The site is open daily from 6 am to 5 pm, and you’ll need to bring your passport for entry. You’ll even get a cool stamp for your passport proving you made it to Machu Picchu!

Whether you’re interested in hiking Machu Picchu Mountain or just visiting on a day trip (more on this below), you have to purchase your entrance ticket well in advance. We recommend booking your ticket on Viator for $89 USD since they offer a flexible cancellation policy. You can book on the official website for slightly less, but there are no refunds if you can’t make it. Since this is a very popular place with a limited amount of daily visitors, we personally prefer to book on Viator.

Getting to Machu Picchu on a tour

Morning photo at Machu Picchu, Peru
First thing in the morning, Machu Picchu is so quiet.

While it might be close to Cusco, there are a lot of steps to get to Machu Picchu – figuratively and literally.

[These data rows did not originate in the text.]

//! # Domain Types
//!
//! Core domain types used throughout ORtrack.
//!
//! ## Type Hierarchy
//! ```text
//! ┌─────────────────────────────────────────────────────────────────────────┐
//! │                         Domain Types                                    │
//! │                                                                         │
//! │  ┌──────────────────┐   ┌──────────────────┐   ┌──────────────────┐    │
//! │  │  InventoryItem   │   │  CatalogPolicy   │   │     Device       │    │
//! │  │  ──────────────  │   │  ──────────────  │   │  ──────────────  │    │
//! │  │  id, catalog_id  │──►│  requires_*      │   │  device_type     │    │
//! │  │  facility_id     │   │  category        │   │  is_active       │    │
//! │  │  barcode/serial  │   │  criticality     │   └──────────────────┘    │
//! │  │  sterility/avail │   │  warning days    │                           │
//! │  └──────────────────┘   └──────────────────┘   Location, Vendor        │
//! │                                                 (existence lookups)     │
//! └─────────────────────────────────────────────────────────────────────────┘
//! ```
//!
//! ## Facility Scope
//! Every entity carries `facility_id`. Lookups always filter on it; there is
//! no API that takes an id without the caller's facility.

use chrono::{DateTime, NaiveDate, Utc};
use serde::{Deserialize, Serialize};
use ts_rs::TS;

// =============================================================================
// Caller
// =============================================================================

/// Authenticated caller identity, supplied by the auth layer.
#[derive(Debug, Clone, PartialEq, Eq, Serialize, Deserialize, TS)]
#[ts(export)]
#[serde(rename_all = "camelCase")]
pub struct Caller {
    pub user_id: String,
    pub facility_id: String,
}

impl Caller {
    pub fn new(user_id: impl Into<String>, facility_id: impl Into<String>) -> Self {
        Caller {
            user_id: user_id.into(),
            facility_id: facility_id.into(),
        }
    }
}

// =============================================================================
// Status Enums
// =============================================================================

/// Sterility state of a physical unit.
#[derive(Debug, Clone, Copy, PartialEq, Eq, Hash, Serialize, Deserialize, TS)]
#[cfg_attr(feature = "sqlx", derive(sqlx::Type))]
#[cfg_attr(feature = "sqlx", sqlx(rename_all = "SCREAMING_SNAKE_CASE"))]
#[ts(export)]
#[serde(rename_all = "SCREAMING_SNAKE_CASE")]
pub enum SterilityStatus {
    Sterile,
    NonSterile,
    Expired,
}

impl SterilityStatus {
    pub fn as_str(&self) -> &'static str {
        match self {
            SterilityStatus::Sterile => "STERILE",
            SterilityStatus::NonSterile => "NON_STERILE",
            SterilityStatus::Expired => "EXPIRED",
        }
    }

    pub fn parse(value: &str) -> Option<Self> {
        match value.trim().to_ascii_uppercase().as_str() {
            "STERILE" => Some(SterilityStatus::Sterile),
            "NON_STERILE" => Some(SterilityStatus::NonSterile),
            "EXPIRED" => Some(SterilityStatus::Expired),
            _ => None,
        }
    }
}

/// Availability of a physical unit for case use.
#[derive(Debug, Clone, Copy, PartialEq, Eq, Hash, Default, Serialize, Deserialize, TS)]
#[cfg_attr(feature = "sqlx", derive(sqlx::Type))]
#[cfg_attr(feature = "sqlx", sqlx(rename_all = "SCREAMING_SNAKE_CASE"))]
#[ts(export)]
#[serde(rename_all = "SCREAMING_SNAKE_CASE")]
pub enum AvailabilityStatus {
    #[default]
    Available,
    Reserved,
    Unavailable,
    Missing,
}

impl AvailabilityStatus {
    /// Units that are consumed or lost drop out of risk evaluation.
    pub fn is_active(&self) -> bool {
        matches!(
            self,
            AvailabilityStatus::Available | AvailabilityStatus::Reserved
        )
    }
}

/// Catalog category. Implants always require expiration tracking.
#[derive(Debug, Clone, Copy, PartialEq, Eq, Hash, Serialize, Deserialize, TS)]
#[cfg_attr(feature = "sqlx", derive(sqlx::Type))]
#[cfg_attr(feature = "sqlx", sqlx(rename_all = "SCREAMING_SNAKE_CASE"))]
#[ts(export)]
#[serde(rename_all = "SCREAMING_SNAKE_CASE")]
pub enum ItemCategory {
    Implant,
    Instrument,
    Equipment,
    Loaner,
    Consumable,
    Other,
}

/// How much a shortage or lapse of this catalog entry matters clinically.
///
/// Stored as free text by the catalog collaborator; see
/// [`Criticality::parse`] for the lenient mapping.
#[derive(Debug, Clone, Copy, PartialEq, Eq, Hash, Serialize, Deserialize, TS)]
#[ts(export)]
#[serde(rename_all = "SCREAMING_SNAKE_CASE")]
pub enum Criticality {
    Critical,
    Important,
    Routine,
}

impl Criticality {
    /// Parses a stored criticality value. Unrecognized values yield `None`
    /// and are handled by the explicit default arms in [`crate::risk`].
    pub fn parse(value: &str) -> Option<Self> {
        match value.trim().to_ascii_uppercase().as_str() {
            "CRITICAL" => Some(Criticality::Critical),
            "IMPORTANT" => Some(Criticality::Important),
            "ROUTINE" => Some(Criticality::Routine),
            _ => None,
        }
    }

    pub fn as_str(&self) -> &'static str {
        match self {
            Criticality::Critical => "CRITICAL",
            Criticality::Important => "IMPORTANT",
            Criticality::Routine => "ROUTINE",
        }
    }
}

// =============================================================================
// Catalog Policy
// =============================================================================

/// Tracking policy of a catalog entry (owned by the catalog collaborator).
#[derive(Debug, Clone, PartialEq, Eq, Serialize, Deserialize, TS)]
#[ts(export)]
#[serde(rename_all = "camelCase")]
pub struct CatalogPolicy {
    pub catalog_id: String,
    pub facility_id: String,
    pub name: String,
    pub category: ItemCategory,
    pub criticality: Option<Criticality>,
    pub requires_lot_tracking: bool,
    pub requires_serial_tracking: bool,
    pub requires_expiration_tracking: bool,
    pub requires_sterility: bool,
    /// Per-catalog override of the criticality-based warning window.
    pub expiration_warning_days: Option<i64>,
    /// Retired catalog entries are inactive.
    pub is_active: bool,
}

impl CatalogPolicy {
    /// Whether items of this catalog entry must carry an expiration date.
    ///
    /// Sterile and implant items always require it, whatever the explicit
    /// flag says. This default cannot be switched off per catalog.
    pub fn expiration_required(&self) -> bool {
        self.requires_expiration_tracking
            || self.requires_sterility
            || self.category == ItemCategory::Implant
    }
}

/// Kind of external identifier attached to a catalog entry.
#[derive(Debug, Clone, Copy, PartialEq, Eq, Hash, Serialize, Deserialize, TS)]
#[cfg_attr(feature = "sqlx", derive(sqlx::Type))]
#[cfg_attr(feature = "sqlx", sqlx(rename_all = "UPPERCASE"))]
#[ts(export)]
#[serde(rename_all = "UPPERCASE")]
pub enum IdentifierType {
    Gtin,
    Upc,
    /// Manufacturer reference / catalog number.
    Ref,
}

/// An identifier (GTIN, UPC, REF) that maps to a catalog entry.
#[derive(Debug, Clone, PartialEq, Eq, Serialize, Deserialize, TS)]
#[ts(export)]
#[serde(rename_all = "camelCase")]
pub struct CatalogIdentifier {
    pub id: String,
    pub facility_id: String,
    pub catalog_id: String,
    pub identifier_type: IdentifierType,
    pub raw_value: String,
}

// =============================================================================
// Inventory Item
// =============================================================================

/// One physical unit. A projection over its event log.
#[derive(Debug, Clone, PartialEq, Eq, Serialize, Deserialize, TS)]
#[ts(export)]
#[serde(rename_all = "camelCase")]
pub struct InventoryItem {
    pub id: String,
    pub catalog_id: String,
    pub facility_id: String,

    pub serial_number: Option<String>,
    pub lot_number: Option<String>,
    /// Unique within a facility.
    pub barcode: Option<String>,

    pub location_id: Option<String>,

    pub sterility_status: SterilityStatus,
    #[ts(as = "Option<String>")]
    pub sterility_expires_at: Option<NaiveDate>,

    pub availability_status: AvailabilityStatus,
    /// Only meaningful while `availability_status` is `Reserved`.
    pub reserved_for_case_id: Option<String>,

    #[ts(as = "Option<String>")]
    pub last_verified_at: Option<DateTime<Utc>>,
    pub last_verified_by_user_id: Option<String>,

    #[ts(as = "String")]
    pub created_at: DateTime<Utc>,
    #[ts(as = "String")]
    pub updated_at: DateTime<Utc>,

    /// Incremented on every projection write; guards concurrent writers.
    pub version: i64,
}

// =============================================================================
// Devices
// =============================================================================

#[derive(Debug, Clone, Copy, PartialEq, Eq, Hash, Serialize, Deserialize, TS)]
#[cfg_attr(feature = "sqlx", derive(sqlx::Type))]
#[cfg_attr(feature = "sqlx", sqlx(rename_all = "SCREAMING_SNAKE_CASE"))]
#[ts(export)]
#[serde(rename_all = "SCREAMING_SNAKE_CASE")]
pub enum DeviceType {
    BarcodeScanner,
    RfidReader,
    /// Virtual device for scanners that type into a text field.
    KeyboardWedge,
}

#[derive(Debug, Clone, Copy, PartialEq, Eq, Hash, Serialize, Deserialize, TS)]
#[cfg_attr(feature = "sqlx", derive(sqlx::Type))]
#[cfg_attr(feature = "sqlx", sqlx(rename_all = "SCREAMING_SNAKE_CASE"))]
#[ts(export)]
#[serde(rename_all = "SCREAMING_SNAKE_CASE")]
pub enum PayloadType {
    Barcode,
    Rfid,
}

/// A registered scanning device.
#[derive(Debug, Clone, PartialEq, Eq, Serialize, Deserialize, TS)]
#[ts(export)]
#[serde(rename_all = "camelCase")]
pub struct Device {
    pub id: String,
    pub facility_id: String,
    pub name: String,
    pub device_type: DeviceType,
    pub is_active: bool,
    #[ts(as = "String")]
    pub created_at: DateTime<Utc>,
}

// =============================================================================
// Locations & Vendors
// =============================================================================

/// A storage location (owned by the location collaborator).
#[derive(Debug, Clone, PartialEq, Eq, Serialize, Deserialize, TS)]
#[ts(export)]
#[serde(rename_all = "camelCase")]
pub struct Location {
    pub id: String,
    pub facility_id: String,
    pub name: String,
    pub is_active: bool,
}

/// A supplier (owned by the vendor collaborator).
#[derive(Debug, Clone, PartialEq, Eq, Serialize, Deserialize, TS)]
#[ts(export)]
#[serde(rename_all = "camelCase")]
pub struct Vendor {
    pub id: String,
    pub facility_id: String,
    pub name: String,
    pub is_active: bool,
}

// =============================================================================
// Read Models
// =============================================================================

/// An item with the names a scan confirmation screen needs.
#[derive(Debug, Clone, PartialEq, Eq, Serialize, Deserialize, TS)]
#[ts(export)]
#[serde(rename_all = "camelCase")]
pub struct ItemDetail {
    pub item: InventoryItem,
    pub catalog_name: String,
    pub category: ItemCategory,
    pub location_name: Option<String>,
}

/// Suggested catalog entry for a scan that matched no item.
#[derive(Debug, Clone, PartialEq, Eq, Serialize, Deserialize, TS)]
#[ts(export)]
#[serde(rename_all = "camelCase")]
pub struct CatalogMatch {
    pub catalog_id: String,
    pub catalog_name: String,
    /// The identifier value that matched (the GTIN).
    pub identifier: String,
}

// =============================================================================
// Unit Tests
// =============================================================================

#[cfg(test)]
mod tests {
    use super::*;

    fn policy(category: ItemCategory) -> CatalogPolicy {
        CatalogPolicy {
            catalog_id: "cat-1".to_string(),
            facility_id: "fac-1".to_string(),
            name: "Bone Screw 4.5mm".to_string(),
            category,
            criticality: Some(Criticality::Routine),
            requires_lot_tracking: false,
            requires_serial_tracking: false,
            requires_expiration_tracking: false,
            requires_sterility: false,
            expiration_warning_days: None,
            is_active: true,
        }
    }

    #[test]
    fn test_implant_always_requires_expiration() {
        assert!(policy(ItemCategory::Implant).expiration_required());
        assert!(!policy(ItemCategory::Instrument).expiration_required());
    }

    #[test]
    fn test_sterility_requires_expiration() {
        let mut p = policy(ItemCategory::Consumable);
        p.requires_sterility = true;
        assert!(p.expiration_required());
    }

    #[test]
    fn test_criticality_parse_is_lenient() {
        assert_eq!(Criticality::parse("critical"), Some(Criticality::Critical));
        assert_eq!(Criticality::parse(" ROUTINE "), Some(Criticality::Routine));
        assert_eq!(Criticality::parse("SEVERE"), None);
    }

    #[test]
    fn test_availability_active() {
        assert!(AvailabilityStatus::Available.is_active());
        assert!(AvailabilityStatus::Reserved.is_active());
        assert!(!AvailabilityStatus::Unavailable.is_active());
        assert!(!AvailabilityStatus::Missing.is_active());
    }

    #[test]
    fn test_status_serialization() {
        let json = serde_json::to_string(&SterilityStatus::NonSterile).unwrap();
        assert_eq!(json, "\"NON_STERILE\"");
        assert_eq!(
            SterilityStatus::parse("non_sterile"),
            Some(SterilityStatus::NonSterile)
        );
    }
}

As we mentioned above, you’ll need to pre-book your entrance ticket which often sells out weeks in advance. Since we’re operating with a limited timeframe, we highly encourage you to take a tour from Cusco to Machu Picchu and we’ll break down some of our top choices below.

1-Day Tours

Machu Picchu Day TripThis train tour is a great option for a day trip from Cusco to Machu Picchu. It includes all your transportation and site entrance fees so you can sit back and enjoy the views. You’ll be picked up from your hotel and drive about 2 hours to the railway station where you can relax for the 1.5-hour ride to get to Aguas Calientes. Once you arrive at the station, you’ll get on another bus to go up a winding path until you reach your final destination of Machu Picchu.

You’ll get plenty of time to explore this legendary site and a local guide will walk you through the ancient ruins, explaining the important landmarks and features along the way. Feel free to ask questions and explore on your own as well.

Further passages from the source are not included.